As I mentioned in that first Langhe Rosso offering, this is not a category that shows up too frequently outside of, well, the Langhe itself. We get plenty of exports of Nebbiolo, Barbera, and Dolcetto, bottled varietally. But the declassified blends of the three grapes, the ones that are vinified unfussily and well-loved by the locals for their food-friendly rusticity and early-drinking character and easy-on-the-wallet price? Those stay home. Mostly.

This version from Vajra ramps up the complexity, because along with the big three varieties mentioned above, it also contains Freisa and Pinot Nero. It starts with a nose of pie cherry, orange peel, and leafy tea notes. The palate has just the right amount of earthiness and mineral tang to balance the soft cherry fruit. There’s some tannic chew on the back end, likely from whatever Nebbiolo is in the mix, but it’s not nearly as hard as a young Barolo or Barbaresco, or even a young Langhe Nebbiolo. Instead, this is balanced, generous, beautifully approachable.

Some quick reminders on Vajra. This is the producer that Galloni heaps praise on (Wine Advocate | Antonio Galloni): “[TEXT WITHHELD].”
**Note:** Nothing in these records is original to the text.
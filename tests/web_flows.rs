//! End-to-end tests for the HTML account flows.
//!
//! Requests go through the full router (middleware included) with
//! `tower::ServiceExt::oneshot`, carrying the session cookie between calls the
//! way a browser would.

use anyhow::{Context, Result};
use axum::{
    Router,
    body::{Body, to_bytes},
    http::{
        Method, Request, StatusCode,
        header::{CONTENT_TYPE, COOKIE, LOCATION, SET_COOKIE},
    },
    response::Response,
};
use sesame::{
    accounts::{Accounts, MemoryStore},
    session::{SessionConfig, SessionStore},
    web,
};
use std::{path::PathBuf, sync::Arc};
use tower::ServiceExt;

struct TestApp {
    router: Router,
    accounts: Arc<Accounts>,
    sessions: SessionStore,
}

impl TestApp {
    fn new() -> Self {
        Self::with_static_dir(None)
    }

    fn with_static_dir(static_dir: Option<PathBuf>) -> Self {
        let accounts = Arc::new(Accounts::new(Arc::new(MemoryStore::new())));
        let sessions = SessionStore::new(SessionConfig::new());
        let router = web::router(accounts.clone(), sessions.clone(), static_dir);
        Self {
            router,
            accounts,
            sessions,
        }
    }

    async fn send(&self, request: Request<Body>) -> Result<Response> {
        Ok(self.router.clone().oneshot(request).await?)
    }

    async fn get(&self, path: &str, cookie: Option<&str>) -> Result<Response> {
        let mut builder = Request::builder().method(Method::GET).uri(path);
        if let Some(cookie) = cookie {
            builder = builder.header(COOKIE, cookie);
        }
        self.send(builder.body(Body::empty())?).await
    }

    async fn post(&self, path: &str, form: &str, cookie: Option<&str>) -> Result<Response> {
        let mut builder = Request::builder()
            .method(Method::POST)
            .uri(path)
            .header(CONTENT_TYPE, "application/x-www-form-urlencoded");
        if let Some(cookie) = cookie {
            builder = builder.header(COOKIE, cookie);
        }
        self.send(builder.body(Body::from(form.to_string()))?).await
    }

    /// Sign up and return the session cookie pair.
    async fn signup(&self, username: &str, password: &str) -> Result<String> {
        let response = self
            .post(
                "/sign",
                &format!("username={username}&password1={password}&password2={password}"),
                None,
            )
            .await?;
        assert_redirect_home(&response);
        session_cookie(&response).context("signup did not set a session cookie")
    }
}

/// The `name=value` pair of the session cookie, if the response sets one.
fn session_cookie(response: &Response) -> Option<String> {
    response
        .headers()
        .get_all(SET_COOKIE)
        .iter()
        .filter_map(|value| value.to_str().ok())
        .find(|value| value.starts_with("sesame_session="))
        .and_then(|value| value.split(';').next())
        .map(str::to_string)
}

fn clears_session_cookie(response: &Response) -> bool {
    response
        .headers()
        .get_all(SET_COOKIE)
        .iter()
        .filter_map(|value| value.to_str().ok())
        .any(|value| value.starts_with("sesame_session=;") && value.contains("Max-Age=0"))
}

fn assert_redirect_home(response: &Response) {
    assert_eq!(response.status(), StatusCode::SEE_OTHER);
    assert_eq!(
        response
            .headers()
            .get(LOCATION)
            .and_then(|v| v.to_str().ok()),
        Some("/")
    );
}

async fn body_text(response: Response) -> Result<String> {
    let bytes = to_bytes(response.into_body(), usize::MAX).await?;
    Ok(String::from_utf8(bytes.to_vec())?)
}

#[tokio::test]
async fn index_without_session_links_to_forms() -> Result<()> {
    let app = TestApp::new();

    let response = app.get("/", None).await?;
    assert_eq!(response.status(), StatusCode::OK);
    assert!(session_cookie(&response).is_none());

    let body = body_text(response).await?;
    assert!(body.contains("You are not logged in."));
    assert!(body.contains(r#"href="/signup""#));
    Ok(())
}

#[tokio::test]
async fn form_pages_render_without_error() -> Result<()> {
    let app = TestApp::new();

    for (path, action) in [("/signup", "/sign"), ("/login", "/log"), ("/delete", "/rm")] {
        let response = app.get(path, None).await?;
        assert_eq!(response.status(), StatusCode::OK);
        let body = body_text(response).await?;
        assert!(body.contains(&format!(r#"action="{action}""#)), "{path}");
        assert!(!body.contains(r#"class="error""#), "{path}");
    }
    Ok(())
}

#[tokio::test]
async fn signup_logs_the_new_user_in() -> Result<()> {
    let app = TestApp::new();

    let cookie = app.signup("ab", "secret").await?;
    assert!(app.accounts.user_exists("ab").await?);

    let body = body_text(app.get("/", Some(&cookie)).await?).await?;
    assert!(body.contains("Welcome, ab"));
    Ok(())
}

#[tokio::test]
async fn duplicate_signup_is_rejected() -> Result<()> {
    let app = TestApp::new();
    app.signup("ab", "secret").await?;

    let response = app
        .post("/sign", "username=ab&password1=other1&password2=other1", None)
        .await?;
    assert_eq!(response.status(), StatusCode::OK);
    assert!(session_cookie(&response).is_none());

    let body = body_text(response).await?;
    assert!(body.contains("Already a user with that name."));
    Ok(())
}

#[tokio::test]
async fn signup_validation_messages() -> Result<()> {
    let app = TestApp::new();

    let cases = [
        (
            "username=a&password1=secret&password2=secret",
            "Username needs to be at least 2 characters long",
        ),
        (
            "username=ab&password1=12345&password2=12345",
            "Password needs to be at least 6 characters long",
        ),
        (
            "username=ab&password1=secret&password2=secreT",
            "Passwords did not match",
        ),
        ("", "Username needs to be at least 2 characters long"),
        (
            "username=a%00b&password1=secret&password2=secret",
            "Username cannot contain NUL characters",
        ),
    ];

    for (form, message) in cases {
        let response = app.post("/sign", form, None).await?;
        assert_eq!(response.status(), StatusCode::OK, "{form}");
        let body = body_text(response).await?;
        assert!(body.contains(message), "{form}: expected {message}");
    }

    assert!(!app.accounts.user_exists("ab").await?);
    assert!(app.sessions.is_empty().await);
    Ok(())
}

#[tokio::test]
async fn login_with_wrong_password_is_rejected() -> Result<()> {
    let app = TestApp::new();
    app.signup("ab", "secret").await?;

    let response = app
        .post("/log", "username=ab&password=wrong1", None)
        .await?;
    assert_eq!(response.status(), StatusCode::OK);
    assert!(session_cookie(&response).is_none());
    assert!(body_text(response)
        .await?
        .contains("Incorrect username or password."));

    let response = app
        .post("/log", "username=nobody&password=secret", None)
        .await?;
    assert!(body_text(response)
        .await?
        .contains("Incorrect username or password."));
    Ok(())
}

#[tokio::test]
async fn login_issues_a_fresh_session() -> Result<()> {
    let app = TestApp::new();
    let signup_cookie = app.signup("ab", "secret").await?;

    let response = app
        .post("/log", "username=ab&password=secret", Some(&signup_cookie))
        .await?;
    assert_redirect_home(&response);

    let login_cookie = session_cookie(&response);
    assert!(login_cookie.is_some());
    assert_ne!(login_cookie.as_deref(), Some(signup_cookie.as_str()));

    let body = body_text(app.get("/", login_cookie.as_deref()).await?).await?;
    assert!(body.contains("Welcome, ab"));
    Ok(())
}

#[tokio::test]
async fn logout_clears_the_session() -> Result<()> {
    let app = TestApp::new();
    let cookie = app.signup("ab", "secret").await?;

    let response = app.get("/logout", Some(&cookie)).await?;
    assert_redirect_home(&response);
    assert!(clears_session_cookie(&response));

    let body = body_text(app.get("/", Some(&cookie)).await?).await?;
    assert!(body.contains("You are not logged in."));
    // The account itself survives a logout.
    assert!(app.accounts.user_exists("ab").await?);
    Ok(())
}

#[tokio::test]
async fn delete_then_login_fails() -> Result<()> {
    let app = TestApp::new();
    let cookie = app.signup("ab", "secret").await?;

    let response = app.post("/rm", "username=ab", Some(&cookie)).await?;
    assert_redirect_home(&response);
    assert!(clears_session_cookie(&response));
    assert!(!app.accounts.user_exists("ab").await?);

    let body = body_text(app.get("/", Some(&cookie)).await?).await?;
    assert!(body.contains("You are not logged in."));

    let response = app
        .post("/log", "username=ab&password=secret", None)
        .await?;
    assert!(body_text(response)
        .await?
        .contains("Incorrect username or password."));
    Ok(())
}

#[tokio::test]
async fn delete_unknown_username_is_rejected() -> Result<()> {
    let app = TestApp::new();
    let cookie = app.signup("ab", "secret").await?;

    let response = app.post("/rm", "username=zz", Some(&cookie)).await?;
    assert_eq!(response.status(), StatusCode::OK);
    assert!(!clears_session_cookie(&response));
    assert!(body_text(response)
        .await?
        .contains("Incorrect username inputted!"));

    // Still logged in as before.
    let body = body_text(app.get("/", Some(&cookie)).await?).await?;
    assert!(body.contains("Welcome, ab"));
    Ok(())
}

#[tokio::test]
async fn delete_accepts_any_existing_username() -> Result<()> {
    let app = TestApp::new();
    let alice = app.signup("alice", "secret").await?;
    let bob = app.signup("bob", "secret").await?;

    let response = app.post("/rm", "username=alice", Some(&bob)).await?;
    assert_redirect_home(&response);
    assert!(!app.accounts.user_exists("alice").await?);
    assert!(app.accounts.user_exists("bob").await?);

    // Alice's session now names a missing account and is treated as logged out.
    let response = app.get("/", Some(&alice)).await?;
    assert!(clears_session_cookie(&response));
    assert!(body_text(response).await?.contains("You are not logged in."));
    Ok(())
}

#[tokio::test]
async fn delete_page_names_the_session_user() -> Result<()> {
    let app = TestApp::new();
    let cookie = app.signup("ab", "secret").await?;

    let body = body_text(app.get("/delete", Some(&cookie)).await?).await?;
    assert!(body.contains("<strong>ab</strong>"));
    Ok(())
}

#[tokio::test]
async fn usernames_are_escaped_in_pages() -> Result<()> {
    let app = TestApp::new();
    let response = app
        .post(
            "/sign",
            "username=%3Cb%3Ex%3C%2Fb%3E&password1=secret&password2=secret",
            None,
        )
        .await?;
    let cookie = session_cookie(&response).context("no session cookie")?;

    let body = body_text(app.get("/", Some(&cookie)).await?).await?;
    assert!(body.contains("Welcome, &lt;b&gt;x&lt;/b&gt;"));
    assert!(!body.contains("<b>x</b>"));
    Ok(())
}

#[tokio::test]
async fn health_reports_store_status() -> Result<()> {
    let app = TestApp::new();

    let response = app.get("/health", None).await?;
    assert_eq!(response.status(), StatusCode::OK);
    let x_app = response
        .headers()
        .get("X-App")
        .and_then(|v| v.to_str().ok())
        .map(str::to_string);
    assert!(x_app.is_some_and(|v| v.starts_with(&format!("sesame:{}:", env!("CARGO_PKG_VERSION")))));

    let health: serde_json::Value = serde_json::from_str(&body_text(response).await?)?;
    assert_eq!(health["name"], "sesame");
    assert_eq!(health["store"], "ok");
    assert_eq!(health["store_backend"], "memory");

    let response = app
        .send(
            Request::builder()
                .method(Method::HEAD)
                .uri("/health")
                .body(Body::empty())?,
        )
        .await?;
    assert_eq!(response.status(), StatusCode::OK);
    assert!(body_text(response).await?.is_empty());
    Ok(())
}

#[tokio::test]
async fn request_id_is_propagated() -> Result<()> {
    let app = TestApp::new();

    let response = app.get("/", None).await?;
    assert!(response.headers().contains_key("x-request-id"));

    let response = app
        .send(
            Request::builder()
                .uri("/")
                .header("x-request-id", "req-123")
                .body(Body::empty())?,
        )
        .await?;
    assert_eq!(
        response
            .headers()
            .get("x-request-id")
            .and_then(|v| v.to_str().ok()),
        Some("req-123")
    );
    Ok(())
}

#[tokio::test]
async fn static_files_are_served_when_configured() -> Result<()> {
    let dir = std::env::temp_dir().join(format!("sesame-static-{}", ulid::Ulid::new()));
    std::fs::create_dir_all(&dir)?;
    std::fs::write(dir.join("hello.txt"), "hello")?;

    let app = TestApp::with_static_dir(Some(dir.clone()));
    let response = app.get("/static/hello.txt", None).await?;
    let status = response.status();
    let body = body_text(response).await?;
    std::fs::remove_dir_all(&dir)?;

    assert_eq!(status, StatusCode::OK);
    assert_eq!(body, "hello");

    let app = TestApp::new();
    let response = app.get("/static/hello.txt", None).await?;
    assert_eq!(response.status(), StatusCode::NOT_FOUND);
    Ok(())
}
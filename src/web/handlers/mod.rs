//! Route handlers and the session plumbing they share.

pub mod delete;
pub mod health;
pub mod index;
pub mod login;
pub mod logout;
pub mod signup;

use super::error::AppError;
use crate::{
    accounts::Accounts,
    session::{Session, SessionStore},
};
use anyhow::Result;
use axum::{
    http::header::SET_COOKIE,
    response::{IntoResponse, Response},
};
use tracing::debug;

/// Persist the session and attach its cookie, if any, to the response.
pub(crate) async fn respond(
    sessions: &SessionStore,
    session: Session,
    response: impl IntoResponse,
) -> Result<Response, AppError> {
    let cookie = sessions.save(session).await?;
    let mut response = response.into_response();
    if let Some(cookie) = cookie {
        response.headers_mut().append(SET_COOKIE, cookie);
    }
    Ok(response)
}

/// The session user, provided the account still exists.
///
/// A session whose account was deleted is cleared in place.
pub(crate) async fn current_user(
    accounts: &Accounts,
    session: &mut Session,
) -> Result<Option<String>> {
    let Some(user) = session.user().map(str::to_string) else {
        return Ok(None);
    };

    if accounts.user_exists(&user).await? {
        Ok(Some(user))
    } else {
        debug!("Session user no longer exists");
        session.identity.clear();
        Ok(None)
    }
}
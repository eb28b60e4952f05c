//! Plans and landmarks for a task:
//!   POST /get_plans: top-q plans with hashes
//!   POST /get_landmarks/:category: landmark graph for a category

use axum::extract::Path;
use axum::{Extension, Json};
use lemming_core::landmarks::{extract_landmarks, LandmarkGraph};
use lemming_core::pipeline::search_plans;
use lemming_core::{PlannerResponseModel, PlanningTask};

use super::blocking;
use crate::error::AppResult;
use crate::state::AppState;

pub async fn get_plans(
    Extension(state): Extension<AppState>,
    Json(task): Json<PlanningTask>,
) -> AppResult<Json<PlannerResponseModel>> {
    task.require_non_empty()?;
    let plans = blocking(move || search_plans(state.planner.as_ref(), &task)).await?;
    Ok(Json(PlannerResponseModel { plans }))
}

pub async fn get_landmarks(
    Extension(state): Extension<AppState>,
    Path(category): Path<String>,
    Json(task): Json<PlanningTask>,
) -> AppResult<Json<LandmarkGraph>> {
    let graph =
        blocking(move || extract_landmarks(state.extractor.as_ref(), &task, &category)).await?;
    Ok(Json(graph))
}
This is the producer that sadly disappeared from the Seattle market for several years. And this is the producer that’s now back, courtesy of our direct-import partners (that direct-import model also allows us to shave a few dollars off the normal release price of $16). Like the Barolo, this was another highlight of the sneak-preview tasting in June that happened while these parcels were still on the water. I loved this enough to lock up a sizeable chunk, as I think this is a killer summer-into-autumn wine, an approachable weekday-evening choice that I suspect will be well loved once our list members get their hands on it.

First come first served up to 12 bottles, and the wine should arrive at the warehouse in about a week, at which point it will be ready for pickup or shipping during the next temperature-appropriate shipping window.